Helene fing zu weinen an. Die Alte sah fast verächtlich zu ihr hinüber. Ihre Weichheit schien ihr Schwäche.

„’s ist gut so, sie hat sich’s zu sehr zu Herzen genommen. Die Schande hat sie umgebracht.“

„Aber wenn alle gut und verzeihend mit ihr gewesen wären, hätte sie da gelebt?“

„Wahrscheinlich.“

„Und das Kind hätte jemand gehabt, der es geschützt und gepflegt hätte! Nun wird es wieder schutzlos sein, wie die arme Tote und alles wird wieder so häßlich werden, weil niemand gut ist.“

Die Alte sah wieder so sonderbar zu ihr.

Dann ging sie ins andere Zimmer und machte Milch warm für das erwachte Kind, und mit vieler Zartheit kam sie seiner kleinen Hilflosigkeit entgegen.

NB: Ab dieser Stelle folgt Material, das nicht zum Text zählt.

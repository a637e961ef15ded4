//! In-place type conversions: list to set and hash to sorted set.
//!
//! Both read the whole value, delete the key and write the converted value.
//! Input is validated before the delete. If the write fails afterwards the
//! original value is written back.

use tracing::{info, warn};

use crate::error::{KvError, KvResult, StoreError};
use crate::registry::{resolve_tag, shape_for, ValueTag};
use crate::traits::KeyValueStore;

fn require_tag<S: KeyValueStore + ?Sized>(store: &S, key: &str, expected: ValueTag) -> KvResult<()> {
    let actual = resolve_tag(store, key)?;
    if actual != expected {
        return Err(KvError::WrongType {
            key: key.to_string(),
            expected,
            actual: actual.store_type_name().to_string(),
        });
    }
    Ok(())
}

fn settle(
    key: &str,
    target: ValueTag,
    source: StoreError,
    restored: Result<(), StoreError>,
) -> KvError {
    match restored {
        Ok(()) => {
            warn!(key, %target, error = %source, "conversion failed, original restored");
            KvError::ConversionFailed {
                key: key.to_string(),
                target,
                source,
            }
        }
        Err(restore_error) => {
            warn!(key, %target, error = %source, %restore_error, "conversion failed, restore failed");
            KvError::ConversionLost {
                key: key.to_string(),
                target,
                source,
            }
        }
    }
}

/// Convert a list into a set of its distinct elements.
///
/// Returns the number of members in the resulting set.
pub fn to_set<S: KeyValueStore + ?Sized>(store: &S, key: &str) -> KvResult<usize> {
    require_tag(store, key, ValueTag::List)?;
    let items = store.lrange(key.as_bytes(), 0, -1)?;
    store.del(key.as_bytes())?;
    match store.sadd(key.as_bytes(), &items) {
        Ok(added) => {
            info!(key, members = added, "list converted to set");
            Ok(added)
        }
        Err(source) => {
            let restored = store.del(key.as_bytes()).and_then(|_| store.rpush(key.as_bytes(), &items).map(drop));
            Err(settle(key, ValueTag::Set, source, restored))
        }
    }
}

/// Convert a hash of numeric values into a sorted set scored by them.
///
/// Every value must parse as a float; otherwise the hash is left untouched.
pub fn to_zset<S: KeyValueStore + ?Sized>(store: &S, key: &str) -> KvResult<usize> {
    require_tag(store, key, ValueTag::Hash)?;
    let fields = store.hgetall(key.as_bytes())?;
    let members = fields
        .iter()
        .map(|(field, value)| {
            let score = std::str::from_utf8(value)
                .ok()
                .and_then(|text| text.trim().parse::<f64>().ok())
                .filter(|score| !score.is_nan());
            match score {
                Some(score) => Ok((field.clone(), score)),
                None => Err(KvError::MalformedValue {
                    tag: ValueTag::SortedSet,
                    expected: shape_for(ValueTag::SortedSet),
                    detail: format!(
                        "value of field {:?} is not a number: {:?}",
                        String::from_utf8_lossy(field),
                        String::from_utf8_lossy(value)
                    ),
                }),
            }
        })
        .collect::<KvResult<Vec<_>>>()?;

    store.del(key.as_bytes())?;
    match store.zadd_multiple(key.as_bytes(), &members) {
        Ok(added) => {
            info!(key, members = added, "hash converted to sorted set");
            Ok(added)
        }
        Err(source) => {
            let restored = store
                .del(key.as_bytes())
                .and_then(|_| store.hset_multiple(key.as_bytes(), &fields));
            Err(settle(key, ValueTag::SortedSet, source, restored))
        }
    }
}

Als das Kind gesättigt war, legte sie es hin und sagte barsch: „Heute kommt es ins Findelhaus.“

Dann ging sie zur Thür hinaus.

Erschüttert ging Helene weg.

Sie dachte: „So schwer ist unser Leben. Ein Schicksal liegt auf unserem Scheitel. Und man öffnet uns nicht die Augen. Man läßt uns lächeln und vertändelt sein. Wir wissen nichts vom Leben. Wir fehlen oder thun Gutes, werden dafür verurteilt oder gelobt und begreifen selbst nichts davon. Einst sollen wir dieses Schauerliche und Süße werden: Mütter! Wir tragen der Menschheit Zukunftshoffnung in unserem Schoß.“

Helene gelobte sich: „Und ich will dieser armen Toten gedenken, wie die einfache Frau mich durch ihr Thun gelehrt: nicht mit Worten oder schönen Gefühlen, sondern in Werken.

Warum sagt man uns nichts vom Leben, von +unserem+ Leben, damit unsere eigenen Seelen nicht leichtsinnig verworfen werden, sondern weiß und heilig bleiben, für das Schicksal, das unserer harrt?“

Sie ging die Straßen entlang, ihrem Hause zu. Mechanisch streiften ihre Augen die Aufschriften an den Läden. An einer Thür hing ein Schild: Heute Schlachtfest.